Während Hala Habidi den mysteriösen Umständen um den Tod der Journalistin Anastasia nachgeht, stößt sie auf ein anderes Verbrechen: Ein Mädchen verblutet nach einem unfreiwilligen medizinischen Eingriff auf offener Straße, ein anderes ist vor der bevorstehenden Genitalverstümmelung auf der Flucht. Hala versucht die Drahtzieher dieser grausamen Praktik zu entlarven und gerät dabei immer tiefer in den Strudel eigener Gefühle und Erinnerungen. 

So gegensätzlich dieses Land ist, so irritierend ist auch die Diskrepanz zwischen Sprache und Inhalt dieses spannenden Kriminalromans. Auch wenn gelegentlich die Bilder etwas schräg sind, manchmal die Formulierungen etwas hinken, ist es doch die blumige Sprache, die diesen Roman zu etwas Besonderem machen.

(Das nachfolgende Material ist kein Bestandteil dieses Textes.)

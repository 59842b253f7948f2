//! Live Broadcaster: pushes a fresh snapshot to every WebSocket subscriber on a fixed
//! interval.
//!
//! The subscriber set lives inside one actor task and is only touched there. Handles talk
//! to it over a command channel, so joins and removals arriving in the same tick need no
//! locking. Each tick builds one snapshot, serializes it once, and hands the same
//! `Arc<str>` to every subscriber.
//!
//! Every snapshot after the join snapshot is built by the actor, one at a time, and
//! queued as soon as it is built, so `timestampMs` never goes backwards within one
//! subscriber's stream.

use crate::aggregator::StatusAggregator;
use crate::types::{BroadcastMessage, StatusSnapshot};
use std::collections::HashMap;
use std::sync::atomic::{AtomicU64, Ordering};
use std::sync::Arc;
use std::time::{Duration, Instant};
use tokio::sync::mpsc::{self, error::TrySendError};
use tokio::sync::oneshot;
use tokio::task::JoinHandle;
use tokio::time::MissedTickBehavior;
use tracing::{debug, info, warn};

/// One serialized `system_status` message, shared by every subscriber of a tick.
pub type Payload = Arc<str>;

// Per-subscriber backlog. A subscriber this far behind skips ticks until it drains.
const SUBSCRIBER_BUFFER: usize = 8;

enum Command {
    Join {
        id: u64,
        tx: mpsc::Sender<Payload>,
        joined_at: Instant,
    },
    Leave {
        id: u64,
    },
    Refresh {
        id: u64,
    },
    Count(oneshot::Sender<usize>),
    Shutdown,
}

struct Subscriber {
    tx: mpsc::Sender<Payload>,
    joined_at: Instant,
}

#[derive(Clone)]
pub struct Broadcaster {
    commands: mpsc::UnboundedSender<Command>,
    aggregator: Arc<StatusAggregator>,
    next_id: Arc<AtomicU64>,
}

/// A live subscriber's receiving end. Dropping it leaves the broadcast set.
pub struct Subscription {
    id: u64,
    rx: mpsc::Receiver<Payload>,
    commands: mpsc::UnboundedSender<Command>,
}

impl Subscription {
    pub fn id(&self) -> u64 {
        self.id
    }

    /// Ask for a fresh snapshot for this subscriber alone. It arrives through `recv`
    /// behind anything already queued.
    pub fn request_snapshot(&self) {
        let _ = self.commands.send(Command::Refresh { id: self.id });
    }

    /// Next payload; `None` once the broadcaster has stopped.
    pub async fn recv(&mut self) -> Option<Payload> {
        self.rx.recv().await
    }
}

impl Drop for Subscription {
    fn drop(&mut self) {
        let _ = self.commands.send(Command::Leave { id: self.id });
    }
}

pub fn encode(snapshot: StatusSnapshot) -> serde_json::Result<Payload> {
    serde_json::to_string(&BroadcastMessage::SystemStatus(snapshot)).map(Payload::from)
}

impl Broadcaster {
    /// Start the actor. The first tick fires one `period` after spawning.
    pub fn spawn(aggregator: Arc<StatusAggregator>, period: Duration) -> (Self, JoinHandle<()>) {
        let (commands, rx) = mpsc::unbounded_channel();
        let task = tokio::spawn(run(rx, aggregator.clone(), period));
        (
            Self {
                commands,
                aggregator,
                next_id: Arc::new(AtomicU64::new(1)),
            },
            task,
        )
    }

    /// Join the broadcast set. The new subscriber's first message is a snapshot built
    /// for it alone, so it does not wait for the next tick.
    pub async fn subscribe(&self) -> Subscription {
        let id = self.next_id.fetch_add(1, Ordering::Relaxed);
        let (tx, rx) = mpsc::channel(SUBSCRIBER_BUFFER);
        match encode(self.aggregator.build_snapshot().await) {
            Ok(payload) => {
                let _ = tx.try_send(payload);
            }
            Err(e) => warn!("failed to encode initial snapshot for subscriber {id}: {e}"),
        }
        let _ = self.commands.send(Command::Join {
            id,
            tx,
            joined_at: Instant::now(),
        });
        Subscription {
            id,
            rx,
            commands: self.commands.clone(),
        }
    }

    /// Current number of subscribers; 0 once the actor has stopped.
    pub async fn subscriber_count(&self) -> usize {
        let (tx, rx) = oneshot::channel();
        if self.commands.send(Command::Count(tx)).is_err() {
            return 0;
        }
        rx.await.unwrap_or(0)
    }

    /// Stop ticking and drop every subscriber. In-flight sends are not awaited.
    pub fn shutdown(&self) {
        let _ = self.commands.send(Command::Shutdown);
    }
}

async fn run(
    mut commands: mpsc::UnboundedReceiver<Command>,
    aggregator: Arc<StatusAggregator>,
    period: Duration,
) {
    let mut subscribers: HashMap<u64, Subscriber> = HashMap::new();
    let mut ticker = tokio::time::interval_at(tokio::time::Instant::now() + period, period);
    ticker.set_missed_tick_behavior(MissedTickBehavior::Delay);

    loop {
        tokio::select! {
            cmd = commands.recv() => match cmd {
                Some(Command::Join { id, tx, joined_at }) => {
                    subscribers.insert(id, Subscriber { tx, joined_at });
                    info!("client connected. Total clients: {}", subscribers.len());
                }
                Some(Command::Leave { id }) => {
                    if subscribers.remove(&id).is_some() {
                        info!("client disconnected. Total clients: {}", subscribers.len());
                    }
                }
                Some(Command::Refresh { id }) => {
                    let Some(sub) = subscribers.get(&id) else { continue };
                    match encode(aggregator.build_snapshot().await) {
                        Ok(payload) => {
                            if let Err(TrySendError::Full(_)) = sub.tx.try_send(payload) {
                                debug!("subscriber {id} is behind, dropping refresh");
                            }
                        }
                        Err(e) => warn!("failed to encode snapshot for subscriber {id}: {e}"),
                    }
                }
                Some(Command::Count(reply)) => {
                    let _ = reply.send(subscribers.len());
                }
                Some(Command::Shutdown) | None => break,
            },
            _ = ticker.tick() => {
                // nobody listening: skip sampling entirely
                if subscribers.is_empty() {
                    continue;
                }
                let snapshot = aggregator.build_snapshot().await;
                match encode(snapshot) {
                    Ok(payload) => deliver(&mut subscribers, &payload),
                    Err(e) => warn!("failed to encode snapshot, skipping tick: {e}"),
                }
            }
        }
    }
    info!(
        "broadcaster stopped with {} client(s) attached",
        subscribers.len()
    );
}

fn deliver(subscribers: &mut HashMap<u64, Subscriber>, payload: &Payload) {
    subscribers.retain(|id, sub| match sub.tx.try_send(payload.clone()) {
        Ok(()) => true,
        Err(TrySendError::Full(_)) => {
            debug!("subscriber {id} is behind, skipping this tick");
            true
        }
        Err(TrySendError::Closed(_)) => {
            debug!(
                "subscriber {id} closed after {:?}, removing",
                sub.joined_at.elapsed()
            );
            false
        }
    });
}
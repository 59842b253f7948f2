//! Status Aggregator: one `StatusSnapshot` from the inspector, the sampler and the
//! process uptime. Recomputed from scratch on every call.

use crate::probe::ProcessInspector;
use crate::sampler::TelemetrySampler;
use crate::types::{unix_millis, OverallState, ResourceMetrics, StatusSnapshot, TelemetryStats};
use futures_util::FutureExt;
use std::future::Future;
use std::panic::AssertUnwindSafe;
use std::sync::atomic::{AtomicU64, Ordering};
use std::time::{Instant, SystemTime};
use tracing::error;

pub struct StatusAggregator {
    inspector: ProcessInspector,
    sampler: TelemetrySampler,
    started: Instant,
    // last timestamp handed out; keeps timestampMs non-decreasing across wall-clock steps
    last_ts: AtomicU64,
}

impl StatusAggregator {
    pub fn new(inspector: ProcessInspector, sampler: TelemetrySampler, started: Instant) -> Self {
        Self {
            inspector,
            sampler,
            started,
            last_ts: AtomicU64::new(0),
        }
    }

    pub fn inspector(&self) -> &ProcessInspector {
        &self.inspector
    }

    pub fn sampler(&self) -> &TelemetrySampler {
        &self.sampler
    }

    pub fn uptime_seconds(&self) -> u64 {
        self.started.elapsed().as_secs()
    }

    /// Fan out to every collaborator concurrently. A collaborator that panics is logged
    /// and replaced by its all-default value; the snapshot is always produced.
    pub async fn build_snapshot(&self) -> StatusSnapshot {
        let now = SystemTime::now();
        let (services, resource_metrics, telemetry_stats) = tokio::join!(
            guarded("services", self.inspector.sample_services(), || {
                self.inspector.all_down()
            }),
            guarded(
                "resource metrics",
                self.inspector.sample_resource_metrics(),
                ResourceMetrics::default,
            ),
            guarded(
                "telemetry",
                self.sampler.sample_at(now),
                TelemetryStats::default,
            ),
        );

        let wall = unix_millis(now);
        let prev = self.last_ts.fetch_max(wall, Ordering::AcqRel);
        StatusSnapshot {
            timestamp_ms: wall.max(prev),
            uptime_seconds: self.uptime_seconds(),
            overall_state: OverallState::Connected,
            services,
            resource_metrics,
            telemetry_stats,
        }
    }
}

async fn guarded<T>(what: &str, fut: impl Future<Output = T>, fallback: impl FnOnce() -> T) -> T {
    match AssertUnwindSafe(fut).catch_unwind().await {
        Ok(v) => v,
        Err(panic) => {
            let msg = panic
                .downcast_ref::<&str>()
                .map(|s| s.to_string())
                .or_else(|| panic.downcast_ref::<String>().cloned())
                .unwrap_or_else(|| "unknown panic".into());
            error!("{what} sampling panicked, using defaults: {msg}");
            fallback()
        }
    }
}
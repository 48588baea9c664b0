//! Test-only helpers for building a [`crate::Database`] without touching disk.

use crate::{set_integrity_pragmas, upgrade, Database};

/// Opens an in-memory, fully migrated database. Panics on failure since this
/// is only ever called from test code.
pub fn open_in_memory() -> Database {
    let mut conn = rusqlite::Connection::open_in_memory().expect("open in-memory sqlite");
    set_integrity_pragmas(&conn).expect("set integrity pragmas");
    upgrade::init(&mut conn).expect("init schema");
    Database { conn }
}
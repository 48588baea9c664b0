//! Event Engine: per-camera state machine translating detection batches into
//! `event` rows, and telling the Clip Recorder when to start/stop capturing.

use super::inference::Detection;
use base::Error;
use db::event::NewEvent;
use jiff::Timestamp;
use std::sync::Arc;
use std::time::Duration;
use tokio::sync::Mutex;
use uuid::Uuid;

pub struct EventPolicy {
    pub close_gap: Duration,
    pub min_duration: Duration,
    pub max_duration: Duration,
}

/// What the caller (the per-camera pipeline task) should do with the Clip
/// Recorder as a result of feeding in one detection batch.
#[derive(Debug, Eq, PartialEq)]
pub enum Transition {
    Started(Uuid),
    Extended(Uuid),
    /// The event was dropped as noise (shorter than `min_duration`); no clip
    /// row exists to finalize.
    DroppedAsNoise(Uuid),
    Closed(Uuid),
}

struct OpenEvent {
    id: Uuid,
    started_at: Timestamp,
    last_detection_at: Timestamp,
}

pub struct EventEngine {
    db: Arc<Mutex<db::Database>>,
    camera_id: String,
    policy: EventPolicy,
    open: Option<OpenEvent>,
}

impl EventEngine {
    pub fn new(db: Arc<Mutex<db::Database>>, camera_id: String, policy: EventPolicy) -> Self {
        EventEngine { db, camera_id, policy, open: None }
    }

    /// Feeds in the (possibly empty) filtered detection set for one sampled
    /// frame. `now` is the detection batch's timestamp.
    pub async fn on_batch(&mut self, detections: &[Detection], now: Timestamp) -> Result<Option<Transition>, Error> {
        if detections.is_empty() {
            return self.maybe_close(now).await;
        }

        let peak = detections.iter().map(|d| d.confidence).fold(0.0_f64, f64::max);
        let classes: Vec<String> = {
            let mut v: Vec<String> = detections.iter().map(|d| d.class.clone()).collect();
            v.sort();
            v.dedup();
            v
        };

        if let Some(open) = &mut self.open {
            let id = open.id;
            self.db.lock().await.event().extend(id, now, peak, &classes)?;
            open.last_detection_at = now;
            if now.duration_since(open.started_at).unsigned_abs() >= self.policy.max_duration {
                return self.close(now).await;
            }
            return Ok(Some(Transition::Extended(id)));
        }

        let id = Uuid::now_v7();
        let new_event = NewEvent {
            id,
            camera_id: self.camera_id.clone(),
            started_at: now,
            peak_confidence: peak,
            class_set: classes,
            poster_snapshot_id: None,
        };
        self.db.lock().await.event().open(&new_event)?;
        self.open = Some(OpenEvent { id, started_at: now, last_detection_at: now });
        Ok(Some(Transition::Started(id)))
    }

    async fn maybe_close(&mut self, now: Timestamp) -> Result<Option<Transition>, Error> {
        let Some(open) = &self.open else { return Ok(None) };
        if now.duration_since(open.last_detection_at).unsigned_abs() > self.policy.close_gap {
            return self.close(now).await;
        }
        Ok(None)
    }

    async fn close(&mut self, now: Timestamp) -> Result<Option<Transition>, Error> {
        let Some(open) = self.open.take() else { return Ok(None) };
        let duration = now.duration_since(open.started_at).unsigned_abs();
        if duration < self.policy.min_duration {
            // Too short to be real; the row stays (it's already persisted)
            // but the caller is told there's no clip to finalize.
            return Ok(Some(Transition::DroppedAsNoise(open.id)));
        }
        Ok(Some(Transition::Closed(open.id)))
    }
}

#[cfg(test)]
mod tests {
    use super::*;

    fn engine(db: Arc<Mutex<db::Database>>) -> EventEngine {
        EventEngine::new(
            db,
            "cam1".to_string(),
            EventPolicy {
                close_gap: Duration::from_secs(5),
                min_duration: Duration::from_secs(0),
                max_duration: Duration::from_secs(300),
            },
        )
    }

    fn det(class: &str, conf: f64) -> Detection {
        Detection { class: class.to_string(), confidence: conf, bbox: None }
    }

    #[tokio::test]
    async fn opens_extends_and_closes_on_gap() {
        let db = Arc::new(Mutex::new(db::testutil::open_in_memory()));
        let mut e = engine(db.clone());

        let t0 = Timestamp::from_second(1000).unwrap();
        let r = e.on_batch(&[det("person", 0.9)], t0).await.unwrap();
        assert!(matches!(r, Some(Transition::Started(_))));

        let t1 = Timestamp::from_second(1001).unwrap();
        let r = e.on_batch(&[det("vehicle", 0.95)], t1).await.unwrap();
        assert!(matches!(r, Some(Transition::Extended(_))));

        // Empty batch inside the close gap: no transition yet.
        let t2 = Timestamp::from_second(1003).unwrap();
        assert_eq!(e.on_batch(&[], t2).await.unwrap(), None);

        // Empty batch past the close gap: closes.
        let t3 = Timestamp::from_second(1010).unwrap();
        let r = e.on_batch(&[], t3).await.unwrap();
        assert!(matches!(r, Some(Transition::Closed(_))));

        let ev = db.lock().await.event().list(Some("cam1"), None, 10).unwrap();
        assert_eq!(ev.len(), 1);
        assert_eq!(ev[0].peak_confidence, 0.95);
        assert_eq!(ev[0].class_set, vec!["person".to_string(), "vehicle".to_string()]);
    }

    #[tokio::test]
    async fn max_duration_forces_close_while_still_detecting() {
        let db = Arc::new(Mutex::new(db::testutil::open_in_memory()));
        let mut e = EventEngine::new(
            db,
            "cam1".to_string(),
            EventPolicy {
                close_gap: Duration::from_secs(5),
                min_duration: Duration::from_secs(0),
                max_duration: Duration::from_secs(10),
            },
        );
        let t0 = Timestamp::from_second(1000).unwrap();
        e.on_batch(&[det("person", 0.9)], t0).await.unwrap();
        let t1 = Timestamp::from_second(1011).unwrap();
        let r = e.on_batch(&[det("person", 0.9)], t1).await.unwrap();
        assert!(matches!(r, Some(Transition::Closed(_))));
    }

    #[tokio::test]
    async fn short_event_reported_as_noise() {
        let db = Arc::new(Mutex::new(db::testutil::open_in_memory()));
        let mut e = EventEngine::new(
            db,
            "cam1".to_string(),
            EventPolicy {
                close_gap: Duration::from_secs(1),
                min_duration: Duration::from_secs(5),
                max_duration: Duration::from_secs(300),
            },
        );
        let t0 = Timestamp::from_second(1000).unwrap();
        e.on_batch(&[det("person", 0.9)], t0).await.unwrap();
        let t1 = Timestamp::from_second(1002).unwrap();
        let r = e.on_batch(&[], t1).await.unwrap();
        assert!(matches!(r, Some(Transition::DroppedAsNoise(_))));
    }
}
//! Schema migrations, run in order inside one transaction each.

mod v0_to_v1;

use base::{err, Error, ErrorKind, ResultExt};
use rusqlite::params;

const UPGRADE_NOTES: &str = concat!("upgraded using sentryedge-db ", env!("CARGO_PKG_VERSION"));

type Migration = fn(&rusqlite::Transaction) -> Result<(), Error>;

const MIGRATIONS: &[Migration] = &[v0_to_v1::run];

/// Creates the `version` table and runs every migration up to
/// [`crate::EXPECTED_VERSION`] against a brand new (empty) connection.
pub(crate) fn init(conn: &mut rusqlite::Connection) -> Result<(), Error> {
    conn.execute_batch(
        r#"
        create table version (
          id         integer primary key,
          unix_time  integer not null,
          notes      text
        );
        "#,
    )
    .err_kind(ErrorKind::StorageInitFailed)?;
    run(conn, 0, crate::EXPECTED_VERSION)
}

/// Runs every migration strictly between `from_ver` and `to_ver`, each in its
/// own transaction, recording a `version` row on commit.
pub(crate) fn run(conn: &mut rusqlite::Connection, from_ver: i32, to_ver: i32) -> Result<(), Error> {
    assert_eq!(MIGRATIONS.len(), crate::EXPECTED_VERSION as usize);
    if from_ver > to_ver {
        return Err(err!(
            StorageInitFailed,
            "index database is at schema version {from_ver}, newer than requested {to_ver}"
        ));
    }
    for ver in from_ver..to_ver {
        let tx = conn.transaction().err_kind(ErrorKind::StorageInitFailed)?;
        MIGRATIONS[ver as usize](&tx)?;
        tx.execute(
            "insert into version (id, unix_time, notes) values (?, unixepoch(), ?)",
            params![ver + 1, UPGRADE_NOTES],
        )
        .err_kind(ErrorKind::StorageInitFailed)?;
        tx.commit().err_kind(ErrorKind::StorageInitFailed)?;
    }
    Ok(())
}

„In diesem Augenblick fiel Regen auf die Äste ihrer Überlegungen und Fragen, ertränkte sie fast und gab dann auch noch vor, ihnen Gutes zu tun. Unfreundliche Wasser!“

„Jede Seele wird irgendwann den Tod schmecken, dachte er plötzlich und spürte leichte Panik. Ein kühler Wind kam vom Fluss und erfrischte seinen Geist.“

Dies sind zwei Beispiele von vielen. Eine interessante Technik ist, dass sie in Kursivschrift andere Stimmen die Geschichte kryptisch erzählen lässt. Je mehr die Leserin / der Leser in die Geschichte taucht, desto mehr versteht er von diesem Stimmen. Den Stimmen, die das Leid der geschundenen, genitalverstümmelten Frauen in arabischen Ländern klagen. Den Stimmen, die von Unterdrückung der Frau reden, die von Armut und Ungemach niedergedrückt werden.

Dieser Kriminalroman spricht viele Themen an, Homosexualität in arabischen Ländern, Genitalverstümmelung, das Verhältnis von Mann und Frau, die schwierige Thematik der Religion und Tradition in Ägypten. Doch dies geschieht mit leichter Hand, mit viel Feingefühl, Reflektion und mit vielen mystischen Anwandlungen. Es ist ein schnell gelesenes Buch, das aber nachhaltig Eindruck macht.

Andrea Karimés broschiertes Taschenbuch ZUM STERBEN NACH KAIRO umfasst 170 Seiten, ist im Quer Verlag erschienen und für 12,90 im Fachhandel erhältlich.